I adore travelling by train, and as the only seats available were business class, we enjoyed roomy, comfortable seats and free snacks as we sped through the countryside. Once in Florence, we hauled our bags and bikes a couple of kilometres through the narrow city streets to our hotel for the next couple of nights.
Hotel Benvenuti was horrid; our room smelled of sewage and the walls were covered in water stains. To make matters worse, the night porter was a total asshole, and Dave and him spent over an hour arguing about the crappy internet connection – Mr. Night Porter simply refused to give us a new access code after the first one didn’t work. The day time staff were lovely, but still, what a dump.
To make up for fact our room smelled of actual poo, we spent a lot of time exploring Florence and even more time eating really lovely focaccia, pizza, paninis and cake. I’m a carb addict and was more than happy to indulge my habit and Florence is a dream to walk around – everything is very close. Although I’d planned to, I didn’t make it to the Uffizi or any of the other museums on my list as the queues were horrendous at all times of the day (even weekdays) but a stroll around Florence is pretty much like a stroll around a museum anyway – the buildings and piazzas are stunning in their own right.

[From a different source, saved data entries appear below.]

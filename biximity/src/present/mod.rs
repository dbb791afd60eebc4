//! Formatting of the nearest-stations panel.
//!
//! The graphical widget is drawn elsewhere; this module produces the text
//! it shows: distances, repaired names, availability counts, the optional
//! disclaimer and the update time.

mod i18n;

use std::fmt::Write;

use chrono::NaiveTime;
use serde::Serialize;

use crate::domain::{DisplayStation, Distance};
use crate::text::decode_text;

pub use i18n::{Disclaimer, Language};

/// Widest name shown before truncation (the widget shows one line).
const NAME_WIDTH: usize = 28;

/// Width of each availability column.
const COUNT_WIDTH: usize = 8;

/// Width of the distance column.
const DISTANCE_WIDTH: usize = 9;

/// Shown for availability counts missing from the status feed.
const MISSING_COUNT: &str = "-";

/// Render a distance as `"<value> <unit>"`.
///
/// A value whose integer part has exactly three digits is shown as that
/// integer; more than three digits is clamped to `999+`; anything shorter
/// keeps its full decimal representation.
///
/// ```
/// use biximity::domain::{Distance, DistanceUnit};
/// use biximity::present::format_distance;
///
/// assert_eq!(format_distance(&Distance::new(0.5, DistanceUnit::Kilometres)), "0.5 km");
/// assert_eq!(format_distance(&Distance::new(250.0, DistanceUnit::Kilometres)), "250 km");
/// assert_eq!(format_distance(&Distance::new(12345.0, DistanceUnit::Kilometres)), "999+ km");
/// ```
pub fn format_distance(distance: &Distance) -> String {
    let int = (distance.value.trunc() as i64).to_string();
    let value = match int.len() {
        3 => int,
        n if n > 3 => "999+".to_string(),
        _ => distance.value.to_string(),
    };
    format!("{value} {}", distance.unit)
}

/// Everything the widget displays for one run.
#[derive(Debug, Clone, PartialEq)]
pub struct Panel {
    pub stations: Vec<DisplayStation>,
    pub disclaimer: Option<Disclaimer>,
    pub language: Language,
    pub updated_at: NaiveTime,
}

impl Panel {
    pub fn new(
        stations: Vec<DisplayStation>,
        disclaimer: Option<Disclaimer>,
        language: Language,
        updated_at: NaiveTime,
    ) -> Self {
        Self {
            stations,
            disclaimer,
            language,
            updated_at,
        }
    }

    /// The footer timestamp, e.g. "Updated at 08:05".
    pub fn updated_at_text(&self) -> String {
        format!(
            "{} {}",
            self.language.updated_at(),
            self.updated_at.format("%H:%M")
        )
    }

    /// The localized disclaimer, if any.
    pub fn disclaimer_text(&self) -> Option<&'static str> {
        self.disclaimer.map(|d| d.message(self.language))
    }

    /// Render as a fixed-width text table.
    pub fn render_text(&self) -> String {
        let mut out = String::new();
        let [bikes, ebikes, docks] = self.language.column_headings();

        // write! into a String cannot fail
        let _ = writeln!(
            out,
            "{:dw$} {:nw$} {bikes:>cw$}{ebikes:>cw$}{docks:>cw$}",
            "",
            "",
            dw = DISTANCE_WIDTH,
            nw = NAME_WIDTH,
            cw = COUNT_WIDTH,
        );

        for station in &self.stations {
            let _ = writeln!(
                out,
                "{:<dw$} {:<nw$} {:>cw$}{:>cw$}{:>cw$}",
                format_distance(&station.distance),
                display_name(&station.name),
                count_text(station.num_bikes_available),
                count_text(station.num_ebikes_available),
                count_text(station.num_docks_available),
                dw = DISTANCE_WIDTH,
                nw = NAME_WIDTH,
                cw = COUNT_WIDTH,
            );
        }

        out.push('\n');
        if let Some(disclaimer) = self.disclaimer_text() {
            let _ = write!(out, "(i) {disclaimer}   ");
        }
        out.push_str(&self.updated_at_text());
        out.push('\n');
        out
    }

    /// Build the JSON view of the panel.
    pub fn to_dto(&self) -> PanelDto {
        PanelDto {
            stations: self
                .stations
                .iter()
                .map(|s| StationRowDto {
                    name: decode_text(&s.name),
                    distance: format_distance(&s.distance),
                    num_bikes_available: s.num_bikes_available,
                    num_ebikes_available: s.num_ebikes_available,
                    num_docks_available: s.num_docks_available,
                })
                .collect(),
            disclaimer: self.disclaimer_text().map(str::to_string),
            updated_at: self.updated_at.format("%H:%M").to_string(),
        }
    }
}

/// JSON view of a [`Panel`].
#[derive(Debug, Clone, Serialize)]
pub struct PanelDto {
    pub stations: Vec<StationRowDto>,
    pub disclaimer: Option<String>,
    pub updated_at: String,
}

/// One station row in a [`PanelDto`].
#[derive(Debug, Clone, Serialize)]
pub struct StationRowDto {
    pub name: String,
    pub distance: String,
    pub num_bikes_available: Option<u32>,
    pub num_ebikes_available: Option<u32>,
    pub num_docks_available: Option<u32>,
}

/// Decode and clip a station name to a single line.
fn display_name(raw: &str) -> String {
    let name = decode_text(raw);
    if name.chars().count() <= NAME_WIDTH {
        return name;
    }
    let mut clipped: String = name.chars().take(NAME_WIDTH - 1).collect();
    clipped.push('…');
    clipped
}

fn count_text(count: Option<u32>) -> String {
    count.map_or_else(|| MISSING_COUNT.to_string(), |c| c.to_string())
}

The next day, we assembled our bikes and headed off for a ride. We entirely randomly picked a direction then just rode wherever we felt like going, one of my favourite things to do. After crossing the river Arno, we climbed a hill and were rewarded with an incredible view of the entire city – what luck!

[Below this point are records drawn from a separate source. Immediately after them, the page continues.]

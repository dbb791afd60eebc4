//! GBFS response envelopes.

use serde::Deserialize;

/// Top-level GBFS document: `{ "last_updated": .., "ttl": .., "data": .. }`.
///
/// Only `data` is read.
#[derive(Debug, Deserialize)]
pub struct FeedResponse<T> {
    pub data: StationsData<T>,
}

/// The `data` object of the station information and status feeds.
#[derive(Debug, Deserialize)]
pub struct StationsData<T> {
    pub stations: Vec<T>,
}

After taking some snaps, we headed out of the city and into the hills of Chianti wine country. The scenery in Tuscany is so familiar to me from books, films and photographs yet I’d never actually ridden there. There was something about it that seems almost unreal – it’s so damn perfect and so ‘Italian’ that it almost feels like a stage set.
Despite my tattooed exterior I’m actually quite soppy and the beauty of the ride brought tears to my eyes – I could barely believe our fortune at pedaling our way through this exquisite golden hued landscape, past vineyards, castles, rivers and forests.
Not everyone’s heart was soaring like mine: we saw so many cyclists out enjoying the brilliant weather and made a point of waving at them all but none of them wanted to wave back. What a grumpy bunch! In the end we got two waves backs in the entire ride!
Somehow, we managed to sniff out a really enjoyable circular route with a few climbs and some fantastic descents. And we re entered Florence at Porta Romana right by the best ice-cream shop ever which we’d also visited the day before. I had another rice pudding flavoured ice cream. D E L I C I O U S!